I almost missed the plane on Sunday. Not by being late, as Che and Jay actually were very kind and gave me a lift to the airport, and I am glad they did. I found out when I got to the check in counter, I didn't have a ticket. That is, I was expecting to have an e-ticket as requested from campus travel - The most incompetent travel agencey I have yet to deal with. It turns out that you can't travel to Brunei on an e-ticket, as such you need a hard copy to bord the plane to and from there as they don't have facilities to deal with e-tickets. Apparently an email informing me of this and that my dates had been changed were sent to me, I never got them. Neither have I recieved any more promised emails to catch me up on the ticket debacle, even though I gave them both my addresses. Anyway, short stories, I remember, the tickets should be on their way for me to recieve on monday morning when I fly to Brunei. At least I hope so, cause I am going to be increadibly pissed off if I have to haul my 30+ kilos of crap out to Changi for nothing. So anyhow, they finaly cave and let me through without the ticket, cause they know I'm booked on, I just don't have the boarding pass. Cut to me running down the concourse trying to put my belt on, running through the gate as they announce my name cause the plane is waiting for me. Singapore airlines themself though are fantastic. the flight was everything I have been told it is, and I enjoyed it even though I was going in looking for a reason to disagree with everyone.

Since arriving in Singers, I've been fairly sedate, taking my time checking out the sights. I've done a bus tour to get my orientation, went to Kinokuniyas (The biggest bookstore in SE asia, not as big as the one in Sydney though...) and saw a dodgy japanese film. It's called Red Candy, and is basicly Ring with mobile phones and ringtones instead of videos.

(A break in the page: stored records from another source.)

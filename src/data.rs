//! Source data for the benchmark buffers.
//!
//! Word `i` of a buffer holds `i + offset` in the integer of the word's width
//! (487 for 16-bit words, 16487 otherwise). Float buffers hold the same values
//! converted from the unsigned integer of equal width.
//!
//! [`FillPattern::Alternating`] additionally gives every fourth word
//! `2^k - i + 7` (k = 12, 20, 42 by width). Older runs never produced that
//! variant because the index test always evaluated to false, so
//! [`FillPattern::Uniform`] stays the default to keep results comparable.

use crate::buffer::AlignedBuffer;
use crate::engine::{Word, WordType};

#[derive(Clone, Copy, Debug, Default, PartialEq, Eq, clap::ValueEnum)]
pub enum FillPattern {
    /// `i + offset` everywhere.
    #[default]
    Uniform,
    /// Every fourth word counts down from a large base instead.
    Alternating,
}

struct FillConstants {
    offset: u64,
    alternate_base: u64,
    bits: u32,
}

fn constants(word: WordType) -> FillConstants {
    match word {
        WordType::U16 => FillConstants {
            offset: 487,
            alternate_base: 1 << 12,
            bits: 16,
        },
        WordType::U32 | WordType::F32 => FillConstants {
            offset: 16_487,
            alternate_base: 1 << 20,
            bits: 32,
        },
        WordType::U64 | WordType::F64 => FillConstants {
            offset: 16_487,
            alternate_base: 1 << 42,
            bits: 64,
        },
    }
}

/// Integer fill value of word `index`, truncated to the word width and never zero.
pub fn fill_value(word: WordType, index: usize, pattern: FillPattern) -> u64 {
    let c = constants(word);
    let i = index as u64;

    let raw = if pattern == FillPattern::Alternating && i % 4 == 0 {
        c.alternate_base.wrapping_sub(i).wrapping_add(7)
    } else {
        i.wrapping_add(c.offset)
    };

    let mask = if c.bits == 64 {
        u64::MAX
    } else {
        (1u64 << c.bits) - 1
    };
    // Zero would be a divisor in the division benchmarks.
    match raw & mask {
        0 => 1,
        v => v,
    }
}

/// Fill every whole word of `buffer` with the pattern for `T`.
pub fn fill_words<T: Word>(buffer: &mut AlignedBuffer, pattern: FillPattern) {
    for (i, word) in buffer.words_mut::<T>().iter_mut().enumerate() {
        *word = T::from_fill(fill_value(T::TYPE, i, pattern));
    }
}
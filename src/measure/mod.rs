//! Duration measurement with overhead compensation.

mod duration;
mod measurer;

pub use duration::{Duration, DurationSum, MeanDuration};
pub use measurer::DurationMeasurer;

Last night at dinner I was being mocked by the locals. I ordered a random dish, via my usual method (Try to pronounce the name, have the stall owner go "huh?!" at me, then pointing at the picture until they nod) and I was happy; I was being adventrous. She asked if I wanted any Chili ("Sambal?") and i laughed and said a tiny amount (fingers pinched together). Then she started showing me all the ingredients and tyring to tell me what was in it ("Cuttlefish, dried cuttlefish") To which I'm all brave and like "don't tell me what's in it, I just want to eat it"
So the guy brings it out to me and says somehting in a language I don;t understand, I say thanks and he says "Huh?!" At this point I am starting to just accept that the combination of my accent, and the fact that I apparently mumble everything anyway, means that no one here is going to understand me. I smile politely, he smiles and walks away.
I try my meal, which is mostly deep fried tofu and beans as it turns out, and I think, yeah, this'd be nice - If I liked fish sauce. It has dawned on me I am so in the wrong place for someone who hates fish sauce. So at this point He comes over again and asks if everything is alright and why aren't I eating it fast enough. So I did what any nice person would do. I smiled and ate every last stench ridden piece of it just so I wouldn't hurt his feelings. I swear the women that waited that row of stalls were laughing at me as we left.

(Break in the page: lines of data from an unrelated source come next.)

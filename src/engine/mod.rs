//! # Micro-benchmark engine
//!
//! Converts a measured duration into the cost of one arithmetic operation in
//! two regimes:
//!
//! - **Pipelined** (throughput): independent packs `[a, b, result, padding]`
//!   let a superscalar core overlap many operations.
//! - **Sequential** (latency): a dependency chain `acc = op(acc, next)` forces
//!   every operation to wait for the previous one.
//!
//! Both algorithms share the same protocol: validate the buffers, then for each
//! sample copy the source into the working buffer, run one discarded warm-up
//! pass and one recorded pass, and finally divide the mean duration by the
//! number of operations in a pass. Every working-buffer access in the timed
//! loop is volatile so the optimizer cannot drop it.

mod context;
mod layout;
mod ops;
mod pipelined;
mod sequential;
#[cfg(test)]
mod test;
mod word;

pub use context::BenchContext;
pub use layout::{repeat_count, ExecutionMode, PackLayout, PIPELINED, SEQUENTIAL};
pub use ops::{Add, ArithOp, Div, Mul, Operation, Passthrough, Sub};
pub use pipelined::pipelined_measure;
pub use sequential::sequential_measure;
pub use word::{Word, WordType};

use crate::error::{BenchError, Result};
use crate::measure::MeanDuration;

/// Sampling parameters shared by both algorithms.
#[derive(Clone, Debug, PartialEq, Eq)]
pub struct EngineConfig {
    /// Warm-up/record pairs averaged per result.
    pub samples: usize,
    /// Target operation count of one timed pass; sets the repeat count.
    pub ops_budget: usize,
}

impl EngineConfig {
    pub const DEFAULT_SAMPLES: usize = 1 << 15;
    pub const DEFAULT_OPS_BUDGET: usize = 1 << 14;

    /// Reject parameters that would average over nothing.
    pub fn validate(&self) -> Result<()> {
        if self.samples == 0 {
            return Err(BenchError::InvalidConfig {
                reason: "at least one sample is required",
            });
        }
        Ok(())
    }

    /// Set the number of warm-up/record pairs
    pub fn with_samples(mut self, samples: usize) -> Self {
        self.samples = samples;
        self
    }

    /// Set the target operation count of one pass
    pub fn with_ops_budget(mut self, ops_budget: usize) -> Self {
        self.ops_budget = ops_budget;
        self
    }
}

impl Default for EngineConfig {
    fn default() -> Self {
        Self {
            samples: Self::DEFAULT_SAMPLES,
            ops_budget: Self::DEFAULT_OPS_BUDGET,
        }
    }
}

/// Cost of one operation, averaged over all recorded samples.
#[derive(Clone, Copy, Debug, PartialEq)]
pub struct OpCost {
    pub cycles_per_op: f64,
    /// Frequency inferred from the averaged cycle and wall-clock durations.
    pub frequency_mhz: Option<f64>,
    pub ops_per_repeat: usize,
    pub repeats: usize,
    pub samples: usize,
    /// Mean net duration of one recorded pass.
    pub mean: MeanDuration,
}

impl OpCost {
    pub(crate) fn new(
        mean: MeanDuration,
        ops_per_repeat: usize,
        repeats: usize,
        samples: usize,
    ) -> Self {
        let ops = (ops_per_repeat * repeats) as f64;
        Self {
            cycles_per_op: mean.cycles / ops,
            frequency_mhz: mean.inferred_frequency_mhz(),
            ops_per_repeat,
            repeats,
            samples,
            mean,
        }
    }

    pub fn ops_per_pass(&self) -> usize {
        self.ops_per_repeat * self.repeats
    }
}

Fastforward to today, where I was acosted by a muslim woman who thought I didn't pay for my meal at the Funan Mall food-court ($3 Sing, brilliant value, still full now). I realised after 5 min of playing ignorant foreigner until she gave up, that I still had the receipt in my pocket...
The weirdest moment today though, was when I was writing in my journal, having given into the dark side and gone to McDonals to buy a large coke. I was peacfully lost in thought, tyring to squeaze in a joke about the fountain of wealth drying up (It has, it's being renovated) when this middle aged chinese guy comes over, smiles at me, puts a piece of paper in front of me, smile-and-nods then walks off. I opened the piece of paper and read some bizare rant about the eurasians of singapore being vulnerable due to their mixed race and being used by the muslims and indians for nefarious purposes.

What is it with me here? Do i have some sort of weird Singaporian code on me telling then to mess with me.
It's so much fun being in a place where you can hear your accent.